Due to the fact that the block portion 33 is designed as a heat storage block, it is advantageously accomplished that even when the current is interrupted the rotary knob 4 still can not be turned\back for a certain period of time since the bimetallic strip 32 is still being heated and consequently is bent upwardly Rocker 22, therefore, positively remains in the pivoted position and the driving pinion 19 remains in engagement with teeth 42 of the eccentric cam disc 29. If after a certain period of time, the blocking portion 33 has sufficiently cooled the bimetallic strip 32 returns to its horizontal starting position and thus allows the rocker to return to its horizontal position with its abutment pin 31, mounted in the bent-out end, acting downwardly on the abutment surface 24 of the rocker arm 23 of rocker 22.
Thus the driving pinion 19 is removed from engagement with teeth 42 of the eccentric cam disc. If now the rotary knob 4 is turned back, the eccentric disc 37 mounted on the actuating shaft 3 is simultaneously turned back in addition to the cam disc 29 so that the locking slide 38 returns to its original position and releases the blocking of the oven door 39. Now the oven 40, which in the meantime has cooled down to a temperature which harbors no danger for the user can be safely opened.
It will be understood that the above description of the present invention is susceptible to various modifications, changes, and adaptations and the same are intended to be comprehended within the meaning and range of equivalents of the appended claims.
1. For use in a kitchen oven equipped with apparatus for automatically heat-cleaning the interior surfaces of the oven, locking means for locking the oven door during the heat-cleaning process and having a locking member under spring tension and movable into a locking position, a locking control system comprising, in combination: timing means for controlling the operation of the heat-cleaning apparatus and arranged to be operatively connected with the locking member; blocking means connected to said timing means and arranged to be operatively connected with the locking member for holding the locking member in its locked position for a defined period of time; and bimetal control means connected for actuating said blocking means and for preventing said timing means from being reset while the temperature in the oven is above a defined value.

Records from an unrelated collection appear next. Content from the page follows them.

// src/collect/providers/youtube.rs
use anyhow::{Context, Result};
use async_trait::async_trait;
use serde::Deserialize;

use crate::collect::normalize_text;
use crate::collect::providers::get_text;
use crate::collect::types::{MissingCredential, TextFeed};

const VIDEOS: &str = "https://www.googleapis.com/youtube/v3/videos";

#[derive(Debug, Deserialize)]
struct Resp {
    #[serde(default)]
    items: Vec<Video>,
}

#[derive(Debug, Deserialize)]
struct Video {
    snippet: Option<Snippet>,
}

#[derive(Debug, Deserialize)]
struct Snippet {
    #[serde(default)]
    title: String,
    #[serde(default)]
    description: String,
}

/// Most popular videos in Korea: title plus description. Needs `YOUTUBE_API_KEY`.
pub struct YoutubePopular {
    client: reqwest::Client,
    api_key: Option<String>,
    max_results: u32,
}

impl YoutubePopular {
    pub fn new(client: reqwest::Client, api_key: Option<String>) -> Self {
        Self {
            client,
            api_key,
            max_results: 10,
        }
    }

    pub fn parse_texts(json: &str) -> Result<Vec<String>> {
        let resp: Resp = serde_json::from_str(json).context("decoding youtube json")?;
        Ok(resp
            .items
            .into_iter()
            .filter_map(|v| v.snippet)
            .map(|s| normalize_text(&format!("{} {}", s.title, s.description)))
            .filter(|t| !t.is_empty())
            .collect())
    }
}

#[async_trait]
impl TextFeed for YoutubePopular {
    async fn fetch_texts(&self) -> Result<Vec<String>> {
        let key = self
            .api_key
            .as_deref()
            .ok_or(MissingCredential("YOUTUBE_API_KEY"))?;
        let max = self.max_results.to_string();
        let req = self.client.get(VIDEOS).query(&[
            ("part", "snippet"),
            ("chart", "mostPopular"),
            ("regionCode", "KR"),
            ("maxResults", max.as_str()),
            ("key", key),
        ]);
        let body = get_text(req, "youtube").await?;
        Self::parse_texts(&body)
    }

    fn name(&self) -> &'static str {
        "youtube"
    }
}

#[cfg(test)]
mod tests {
    use super::*;

    #[test]
    fn joins_title_and_description() {
        let json = r#"{"items":[
            {"id":"a","snippet":{"title":"뉴진스 신곡 MV","description":"공식\n뮤직비디오"}},
            {"id":"b","snippet":{"title":"먹방 브이로그"}},
            {"id":"c"}
        ]}"#;
        let out = YoutubePopular::parse_texts(json).unwrap();
        assert_eq!(out, vec!["뉴진스 신곡 MV 공식 뮤직비디오", "먹방 브이로그"]);
    }

    #[test]
    fn error_payload_without_items_is_empty() {
        let json = r#"{"error":{"code":403,"message":"quota"}}"#;
        assert!(YoutubePopular::parse_texts(json).unwrap().is_empty());
    }
}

2. A device as defined in claim 11 further comprising an actuating shaft and means friction coupling said shaft to said timing means, and wherein said bimetal control means bridges said friction coupling means.
3. A device as defined in claim 1 wherein said bimetal control means includes an independent heating element and means for controlling said heating element in dependence upon the temperature of the oven.
4. A device as defined in claim 1 wherein said timing means and said bimetal control means fomi a structural Unit.